A Novel Mechanism for Irregular Firing of a Neuron in Response to Periodic Stimulation: Irregularity in the Absence of Noise

2003 
Irregular firing of action potentials (AP's) is a characteristic feature of neurons in the brain. The variability has been attributed to noise from various sources. This study illustrates an alternative mechanism, namely, deterministic irregularity within a model of ionic conductances. Specifically, a model based on modern measurements of the Na+ and K+ current components from the squid giant axon fires irregularly in response to a continuous train of near-threshold current pulses. The interspike interval histogram from these simulations is multi-modal, a result which in other systems has been attributed to stochastic resonance.
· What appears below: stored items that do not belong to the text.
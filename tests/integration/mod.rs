//! Integration tests for impyla-bridge.
//!
//! Set DATABASE_URL to also run the live database tests.

pub mod cli_test;
pub mod connection_test;
pub mod template_test;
Moreover, the simulations exhibited short burst of spikes followed by relatively long quiescent periods, a result suggestive of patterned input to the model even though the input consisted of a train of regularly spaced current pulses. The variability of firing is attributable to variations in AP parameters, in particular AP amplitude. The action potential for squid giant axons is not all-or-none. Rather, it is fundamentally a continuous function of stimulus amplitude. That is, the membrane lacks a threshold. Variation in AP amplitude, and to a lesser extent, AP duration, can produce variations in the time to a subsequent AP, which represents a paradigm shift for understanding irregular neuronal firing. The emphasis is not as much on events prior to an AP as it is on the AP's themselves.